Friday 7 August 2015

The problem that never seems to go away

It is quite hard when you feel that you have been seriously disadvantaged through no fault of your own only to discover that society at large really isn’t that bothered. 

Over the last few years I have met or exchanged emails with loads of current or former foster parents. Virtually all of them seem to do a superb job – sometimes under very difficult circumstances! But one strange thing I have noticed is that some members of even this highly motivated group don’t seem particularly “tuned in” to what I call the “supporting former foster children” problem.  

“NZ Brainbox” was an exception and Ella and I have treasured her friendship and wise counsel over several years.  NZ Brainbox moved in academic circles all her working life and she also acted as a foster parent in New Zealand for many years. She was one of the very few adults we have met who has given serious thought to what happens to foster children when they time out. 

“If there was a single factor, rather than my slightly chaotic personal life, which finally caused me to stop fostering older teens it was the sadness when they left me (and my DH as he then was). It didn't seem to matter if we parted on good, bad or middling terms it was always sad. Eventually the sadness just wore my emotional reserves away until I had no more to give and for my own health and well-being I had to stop.

Elsewhere in this forum I have seen mentions of the crucial need for a support network. This includes both the young person but also the fostering adults. The (former) foster children who did well were the ones who had sorted out job + money + friendships (platonic or lovers) before they left us ... not, not, not after!

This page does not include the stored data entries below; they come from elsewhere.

// Copyright (C) 2026 Fred Clausen
// Use of this source code is governed by an MIT-style
// license that can be found in the LICENSE file or at
// https://opensource.org/licenses/MIT.

#![deny(
    clippy::pedantic,
    clippy::cargo,
    clippy::nursery,
    clippy::style,
    clippy::correctness,
    clippy::all
)]
#![allow(clippy::multiple_crate_versions)]

use courtbook_domain::Member;
use time::Date;

#[cfg(test)]
mod tests;

/// Represents the entity performing an action.
///
/// For bookings this is the member as reported by the identity provider.
#[derive(Debug, Clone, PartialEq, Eq)]
pub struct Actor {
    /// The unique identifier for this actor.
    pub id: String,
    /// The type of actor. For members this is their role name.
    pub actor_type: String,
}

impl Actor {
    /// Creates a new Actor.
    ///
    /// # Arguments
    ///
    /// * `id` - The unique identifier for this actor
    /// * `actor_type` - The type of actor
    #[must_use]
    pub const fn new(id: String, actor_type: String) -> Self {
        Self { id, actor_type }
    }

    /// Creates the actor record for a club member.
    #[must_use]
    pub fn for_member(member: &Member) -> Self {
        Self::new(member.id.clone(), member.role.to_string())
    }
}

/// Represents the reason or trigger for an action.
#[derive(Debug, Clone, PartialEq, Eq)]
pub struct Cause {
    /// A unique identifier for this cause (e.g., request ID).
    pub id: String,
    /// A description of the cause.
    pub description: String,
}

impl Cause {
    /// Creates a new Cause.
    ///
    /// # Arguments
    ///
    /// * `id` - The unique identifier for this cause
    /// * `description` - A description of what triggered this action
    #[must_use]
    pub const fn new(id: String, description: String) -> Self {
        Self { id, description }
    }
}

/// Represents the specific action performed.
#[derive(Debug, Clone, PartialEq, Eq)]
pub struct Action {
    /// The name of the action (e.g., "`CreateOccupation`").
    pub name: String,
    /// Optional additional details about the action.
    pub details: Option<String>,
}

impl Action {
    /// Creates a new Action.
    ///
    /// # Arguments
    ///
    /// * `name` - The name of the action
    /// * `details` - Optional additional details
    #[must_use]
    pub const fn new(name: String, details: Option<String>) -> Self {
        Self { name, details }
    }
}

/// A textual snapshot of an occupation before or after a change.
#[derive(Debug, Clone, PartialEq, Eq)]
pub struct StateSnapshot {
    /// A string representation of the state.
    pub data: String,
}

impl StateSnapshot {
    /// Creates a new `StateSnapshot`.
    #[must_use]
    pub const fn new(data: String) -> Self {
        Self { data }
    }

    /// The snapshot of something that does not exist (before a create,
    /// after a delete).
    #[must_use]
    pub fn absent() -> Self {
        Self::new(String::from("none"))
    }
}

/// An immutable audit event recording one accepted booking change.
///
/// Every successful create, update or delete produces exactly one event,
/// scoped to the installation and calendar day it touched. Events capture:
/// - Who performed the action (actor)
/// - Why it was performed (cause)
/// - What action was performed (action)
/// - The occupation before and after the change
#[derive(Debug, Clone, PartialEq, Eq)]
pub struct AuditEvent {
    /// Identifier assigned on persistence. `None` until stored.
    pub event_id: Option<i64>,
    /// The actor who initiated this change.
    pub actor: Actor,
    /// The cause or reason for this change.
    pub cause: Cause,
    /// The action that was performed.
    pub action: Action,
    /// The state before the transition.
    pub before: StateSnapshot,
    /// The state after the transition.
    pub after: StateSnapshot,
    /// The installation the change belongs to.
    pub installation_id: i64,
    /// The booking day the change belongs to.
    pub date: Date,
}

impl AuditEvent {
    /// Creates a new, not yet persisted `AuditEvent`.
    ///
    /// # Arguments
    ///
    /// * `actor` - The actor who initiated the change
    /// * `cause` - The reason for the change
    /// * `action` - The action that was performed
    /// * `before` - The state before the transition
    /// * `after` - The state after the transition
    /// * `installation_id` - The installation scope
    /// * `date` - The booking day scope
    #[must_use]
    pub const fn new(
        actor: Actor,
        cause: Cause,
        action: Action,
        before: StateSnapshot,
        after: StateSnapshot,
        installation_id: i64,
        date: Date,
    ) -> Self {
        Self {
            event_id: None,
            actor,
            cause,
            action,
            before,
            after,
            installation_id,
            date,
        }
    }

    /// Returns a copy carrying the identifier assigned by storage.
    #[must_use]
    pub const fn with_id(mut self, event_id: i64) -> Self {
        self.event_id = Some(event_id);
        self
    }
}
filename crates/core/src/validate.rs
// Copyright (C) 2026 Fred Clausen
// Use of this source code is governed by an MIT-style
// license that can be found in the LICENSE file or at
// https://opensource.org/licenses/MIT.

//! The validation orchestrator.
//!
//! Rules run in a fixed order. Field rules accumulate; resolution and
//! authorization rules fail immediately and discard anything accumulated so
//! far. The overlap check runs only once every rule has passed.

use courtbook_domain::{
    ErrorCode, FieldErrors, InstallationConfig, Installations, Member, Occupation, ReservationTypeRule,
    Violation, check_court_lower_bound, check_court_upper_bound, check_date_present,
    check_duration_positive, check_duration_within_type_max, check_fits_before_closing,
    check_horizon, check_last_court, check_member_active, check_no_overlap, check_not_in_past,
    check_role_permitted, check_start_after_opening, check_start_before_closing,
    check_start_granularity, check_start_present, check_text_present, check_weekday_allowed,
    resolve_installation, resolve_reservation_type, to_instant,
};
use time::{Date, OffsetDateTime};
use tracing::debug;

use crate::error::{CoreError, ValidationFailure};
use crate::source::OccupationSource;

/// Validates a candidate occupation, reading stored occupations from `source`.
///
/// The source is queried once, for the candidate's installation and date,
/// and only after every rule has passed.
///
/// # Arguments
///
/// * `candidate` - The occupation to check. Carries an id when it replaces a
///   stored occupation, which is then excluded from the overlap check.
/// * `member` - The member requesting the booking
/// * `installations` - All configured installations
/// * `source` - Stored occupations
/// * `now` - The current instant
///
/// # Errors
///
/// Returns `CoreError::Rejected` with exactly one failure category, or
/// `CoreError::Lookup` if the source cannot be read.
pub fn validate<S>(
    candidate: &Occupation,
    member: &Member,
    installations: &Installations,
    source: &mut S,
    now: OffsetDateTime,
) -> Result<(), CoreError>
where
    S: OccupationSource + ?Sized,
{
    let config: &InstallationConfig =
        resolve_installation(installations, candidate.installation_id)
            .map_err(ValidationFailure::Authorization)?;

    let date: Date = evaluate_rules(candidate, member, config, now)?;

    let existing: Vec<Occupation> = source
        .occupations_on(config.id, date)
        .map_err(|e| CoreError::Lookup(e.to_string()))?;
    check_no_overlap(candidate, &existing, config.duration_unit_minutes)
        .map_err(ValidationFailure::Conflict)?;

    debug!(
        installation_id = config.id,
        court = candidate.court,
        checked = existing.len(),
        "Occupation accepted"
    );
    Ok(())
}

/// Validates a candidate occupation against an already loaded snapshot.
///
/// # Arguments
///
/// * `candidate` - The occupation to check
/// * `member` - The member requesting the booking
/// * `config` - The installation the candidate must belong to
/// * `existing` - Stored occupations to check for conflicts
/// * `now` - The current instant
///
/// # Errors
///
/// Returns the single failure category that applies.
pub fn validate_occupation(
    candidate: &Occupation,
    member: &Member,
    config: &InstallationConfig,
    existing: &[Occupation],
    now: OffsetDateTime,
) -> Result<(), ValidationFailure> {
    if candidate.installation_id != config.id {
        return Err(ValidationFailure::Authorization(Violation::new(
            ErrorCode::NoReservationSystem,
            vec![candidate.installation_id.to_string()],
        )));
    }
    evaluate_rules(candidate, member, config, now)?;
    check_no_overlap(candidate, existing, config.duration_unit_minutes)
        .map_err(ValidationFailure::Conflict)
}

/// Runs every rule after installation resolution. Returns the candidate's
/// date, which is guaranteed present on success.
fn evaluate_rules(
    candidate: &Occupation,
    member: &Member,
    config: &InstallationConfig,
    now: OffsetDateTime,
) -> Result<Date, ValidationFailure> {
    let mut errors: FieldErrors = FieldErrors::new();

    check_text_present(candidate, &mut errors);

    let rule: &ReservationTypeRule = resolve_reservation_type(config, candidate.type_id)
        .map_err(ValidationFailure::Authorization)?;

    let date: Option<Date> = check_date_present(candidate, &mut errors);
    if let Some(date) = date {
        check_weekday_allowed(date, rule, &mut errors);
    }

    let start = check_start_present(candidate, &mut errors);
    if let Some(start) = start {
        check_start_after_opening(start, config, &mut errors);
        check_start_before_closing(start, config, &mut errors);
        check_start_granularity(start, config, &mut errors);
    }

    if let (Some(date), Some(start)) = (date, start) {
        let starts_at: Option<OffsetDateTime> = candidate
            .starts_at()
            .and_then(|at| to_instant(config.timezone, at));
        if let Some(starts_at) = starts_at {
            check_not_in_past(starts_at, member, now, &mut errors);
        }
        check_fits_before_closing(date, start, candidate.duration_units, config, &mut errors);
        if let Some(starts_at) = starts_at {
            check_horizon(starts_at, rule, now, &mut errors);
        }
    }

    check_duration_positive(candidate, &mut errors);
    check_duration_within_type_max(candidate, rule, &mut errors);

    check_court_lower_bound(candidate, &mut errors);
    check_court_upper_bound(candidate, config, &mut errors);
    check_last_court(candidate, config, &mut errors);

    check_member_active(member).map_err(ValidationFailure::Authorization)?;
    check_role_permitted(member, rule).map_err(ValidationFailure::Authorization)?;

    match date {
        Some(date) if errors.is_empty() => Ok(date),
        _ => {
            debug!(
                installation_id = config.id,
                errors = errors.len(),
                "Occupation failed validation"
            );
            Err(ValidationFailure::Validation(errors.into_vec()))
        }
    }
}
// Copyright (C) 2026 Fred Clausen
// Use of this source code is governed by an MIT-style
// license that can be found in the LICENSE file or at
// https://opensource.org/licenses/MIT.

//! Actor identity handling.
//!
//! Authentication itself belongs to the external identity provider. Requests
//! arrive with the identity fields it vouched for; this module only turns
//! them into a domain `Member`.

use courtbook_domain::{Member, MemberStatus, Role};
use serde::{Deserialize, Serialize};
use std::str::FromStr;

use crate::error::AuthError;

/// Identity fields supplied by the identity provider.
#[derive(Debug, Clone, PartialEq, Eq, Serialize, Deserialize)]
pub struct ActorIdentity {
    /// The member's identifier.
    pub actor_id: String,
    /// The member's display name.
    #[serde(default)]
    pub actor_name: String,
    /// The member's role name (case-insensitive).
    pub actor_role: String,
    /// The member's account status name (case-insensitive).
    pub actor_status: String,
}

/// Parses a supplied identity into a member.
///
/// This performs no credential check.
///
/// # Errors
///
/// Returns `AuthError::AuthenticationFailed` if the id is blank or the role
/// or status is not recognized.
pub fn authenticate_stub(identity: &ActorIdentity) -> Result<Member, AuthError> {
    let actor_id: &str = identity.actor_id.trim();
    if actor_id.is_empty() {
        return Err(AuthError::AuthenticationFailed {
            reason: String::from("actor_id must not be empty"),
        });
    }

    let role: Role =
        Role::from_str(identity.actor_role.trim()).map_err(|e| AuthError::AuthenticationFailed {
            reason: e.to_string(),
        })?;
    let status: MemberStatus = MemberStatus::from_str(identity.actor_status.trim()).map_err(|e| {
        AuthError::AuthenticationFailed {
            reason: e.to_string(),
        }
    })?;

    Ok(Member::new(
        actor_id.to_string(),
        identity.actor_name.trim().to_string(),
        role,
        status,
    ))
}
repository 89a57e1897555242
// Copyright (C) 2026 Fred Clausen
// Use of this source code is governed by an MIT-style
// license that can be found in the LICENSE file or at
// https://opensource.org/licenses/MIT.

use courtbook_domain::{Occupation, check_no_overlap, format_date, format_time};
use diesel::SqliteConnection;
use diesel::prelude::*;
use time::{Date, Time};
use tracing::warn;

use crate::backend::get_last_insert_rowid;
use crate::diesel_schema::occupations;
use crate::error::PersistenceError;
use crate::queries::occupations::list_occupations_on;

/// Re-runs the overlap check against the rows currently stored.
///
/// Must run inside the write transaction that stores `occupation`.
///
/// # Errors
///
/// Returns `PersistenceError::Occupied` if a stored occupation now conflicts.
pub fn ensure_slot_free(
    conn: &mut SqliteConnection,
    occupation: &Occupation,
    duration_unit_minutes: u32,
) -> Result<(), PersistenceError> {
    let date: Date = stored_date(occupation)?;
    let existing: Vec<Occupation> = list_occupations_on(conn, occupation.installation_id, date)?;

    check_no_overlap(occupation, &existing, duration_unit_minutes).map_err(|violation| {
        warn!(
            installation_id = occupation.installation_id,
            court = occupation.court,
            "Rejected late conflict at write time"
        );
        PersistenceError::Occupied(violation)
    })
}

/// Inserts a new occupation row.
///
/// # Returns
///
/// The occupation ID assigned by the database.
///
/// # Errors
///
/// Returns an error if the occupation has no date or start, or the insert fails.
pub fn insert_occupation(
    conn: &mut SqliteConnection,
    occupation: &Occupation,
) -> Result<i64, PersistenceError> {
    let date: Date = stored_date(occupation)?;
    let start: Time = stored_start(occupation)?;

    diesel::insert_into(occupations::table)
        .values((
            occupations::installation_id.eq(occupation.installation_id),
            occupations::court.eq(occupation.court),
            occupations::last_court.eq(occupation.last_court),
            occupations::booking_date.eq(format_date(date)),
            occupations::start_time.eq(format_time(start)),
            occupations::duration_units.eq(occupation.duration_units),
            occupations::description.eq(occupation.text.trim()),
            occupations::type_id.eq(occupation.type_id),
        ))
        .execute(conn)?;

    get_last_insert_rowid(conn)
}

/// Overwrites a stored occupation row.
///
/// # Errors
///
/// Returns `OccupationNotFound` if no row has the given id.
pub fn update_occupation(
    conn: &mut SqliteConnection,
    occupation_id: i64,
    occupation: &Occupation,
) -> Result<(), PersistenceError> {
    let date: Date = stored_date(occupation)?;
    let start: Time = stored_start(occupation)?;

    let updated: usize =
        diesel::update(occupations::table.filter(occupations::occupation_id.eq(occupation_id)))
            .set((
                occupations::installation_id.eq(occupation.installation_id),
                occupations::court.eq(occupation.court),
                occupations::last_court.eq(occupation.last_court),
                occupations::booking_date.eq(format_date(date)),
                occupations::start_time.eq(format_time(start)),
                occupations::duration_units.eq(occupation.duration_units),
                occupations::description.eq(occupation.text.trim()),
                occupations::type_id.eq(occupation.type_id),
            ))
            .execute(conn)?;

    if updated == 0 {
        return Err(PersistenceError::OccupationNotFound(occupation_id));
    }
    Ok(())
}

/// Deletes a stored occupation row.
///
/// # Errors
///
/// Returns `OccupationNotFound` if no row has the given id.
pub fn delete_occupation(
    conn: &mut SqliteConnection,
    occupation_id: i64,
) -> Result<(), PersistenceError> {
    let deleted: usize =
        diesel::delete(occupations::table.filter(occupations::occupation_id.eq(occupation_id)))
            .execute(conn)?;

    if deleted == 0 {
        return Err(PersistenceError::OccupationNotFound(occupation_id));
    }
    Ok(())
}

fn stored_date(occupation: &Occupation) -> Result<Date, PersistenceError> {
    occupation
        .date
        .ok_or_else(|| PersistenceError::Other(String::from("Occupation has no date")))
}

fn stored_start(occupation: &Occupation) -> Result<Time, PersistenceError> {
    occupation
        .start
        .ok_or_else(|| PersistenceError::Other(String::from("Occupation has no start time")))
}
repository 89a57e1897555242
// Copyright (C) 2026 Fred Clausen
// Use of this source code is governed by an MIT-style
// license that can be found in the LICENSE file or at
// https://opensource.org/licenses/MIT.

#![allow(clippy::expect_used, clippy::unwrap_used)]

mod helpers;
// Copyright (C) 2026 Fred Clausen
// Use of this source code is governed by an MIT-style
// license that can be found in the LICENSE file or at
// https://opensource.org/licenses/MIT.

use courtbook_domain::{Occupation, parse_date, parse_time};
use diesel::prelude::*;
use serde::{Deserialize, Serialize};

use crate::diesel_schema::occupations;
use crate::error::PersistenceError;

/// Serializable representation of an Actor.
#[derive(Debug, Clone, Serialize, Deserialize)]
pub struct ActorData {
    pub id: String,
    pub actor_type: String,
}

/// Serializable representation of a Cause.
#[derive(Debug, Clone, Serialize, Deserialize)]
pub struct CauseData {
    pub id: String,
    pub description: String,
}

/// Serializable representation of an Action.
#[derive(Debug, Clone, Serialize, Deserialize)]
pub struct ActionData {
    pub name: String,
    pub details: Option<String>,
}

/// Serializable representation of a `StateSnapshot`.
#[derive(Debug, Clone, Serialize, Deserialize)]
pub struct StateSnapshotData {
    pub data: String,
}

/// Diesel Queryable struct for occupation rows.
#[derive(Debug, Clone, Queryable, Selectable)]
#[diesel(table_name = occupations)]
pub struct OccupationRow {
    pub occupation_id: i64,
    pub installation_id: i64,
    pub court: i32,
    pub last_court: Option<i32>,
    pub booking_date: String,
    pub start_time: String,
    pub duration_units: i32,
    pub description: String,
    pub type_id: i64,
}

impl OccupationRow {
    /// Rebuilds the domain occupation from its stored form.
    ///
    /// # Errors
    ///
    /// Returns `ReconstructionError` if the stored date or time is malformed.
    pub fn into_occupation(self) -> Result<Occupation, PersistenceError> {
        let date = parse_date(&self.booking_date)
            .map_err(|e| PersistenceError::ReconstructionError(e.to_string()))?;
        let start = parse_time(&self.start_time)
            .map_err(|e| PersistenceError::ReconstructionError(e.to_string()))?;

        let mut occupation: Occupation = Occupation::new(
            self.installation_id,
            self.court,
            Some(date),
            Some(start),
            self.duration_units,
            self.description,
            self.type_id,
        )
        .with_id(self.occupation_id);
        occupation.last_court = self.last_court;
        Ok(occupation)
    }
}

I used to help them set up bank accounts and with some I used to put money, out of the family budget, into the account every month for the first year of 2. At least I knew they had some money for food and shelter.” 
 

She also said - “I don't regret having been a foster parent, nobody should ever think that I do. But I do still worry and wonder about the few young people who left us and never got back in touch. Working it out during the latest trip to NZ I think that there might be a few as three about who I know absolutely nothing. The most worrying being boy/girl siblings who promised to keep in touch but didn't. For some others the news is only second hand or very, very, limited but that is a great deal better than nothing.” 

In our recent book (how posh that sounds!) she commented - “One of the extreme frustrations of unpicking the experiences of former foster children is hearing the same negative experiences repeated ad infinitum. Across the years and across much of the English speaking world the same sense of institutional indifference, the same finance driven systems, the same casual disregard for promises made to the young person are described again and again and again.

George Santayana was a philosopher and writer. Famously he said “Those who cannot remember the past are condemned to repeat it.” This is sometimes presented as, “Those who fail to learn from the mistakes of their predecessors are destined to repeat them.”

Surely by now those put in authority over us should have realised two things. First that all former foster children need emotional and financial support for far longer than the current system allows and second that the continuing underachievement of former foster children betrays both them and society at large.
 

It must be absolutely infuriating for victims of injustice, indifference or institutional incompetence to hear people attempt to diminish what has happened to them on the basis of “things have improved now”. What make it even worse is that this regrettably tactic is one that I have seen used by experienced professionals and by long term foster carers time and time again.

Within this group we have all heard from young people who have had entirely positive experiences within the foster care system. Didi comes to mind as does AC/DC. I don’t think that it is just co-incidence that those with positive experiences are also those more comfortable about sharing their thoughts with readers.

But Eve – so forthright in many parts of her life – has revealed very little about her life in the fostering system. However it is blindingly obvious that she had an incredibly difficult time with multiple placements followed by exile to a Children’s Home. It is the same story with many of Eve and Ella’s friends. I know the two of them have tried hard to get their friends to post to the forum with only the most marginal of success.”

Perhaps their friends fear the, implicitly sceptical, response that seems to be the default position of so many in the sector?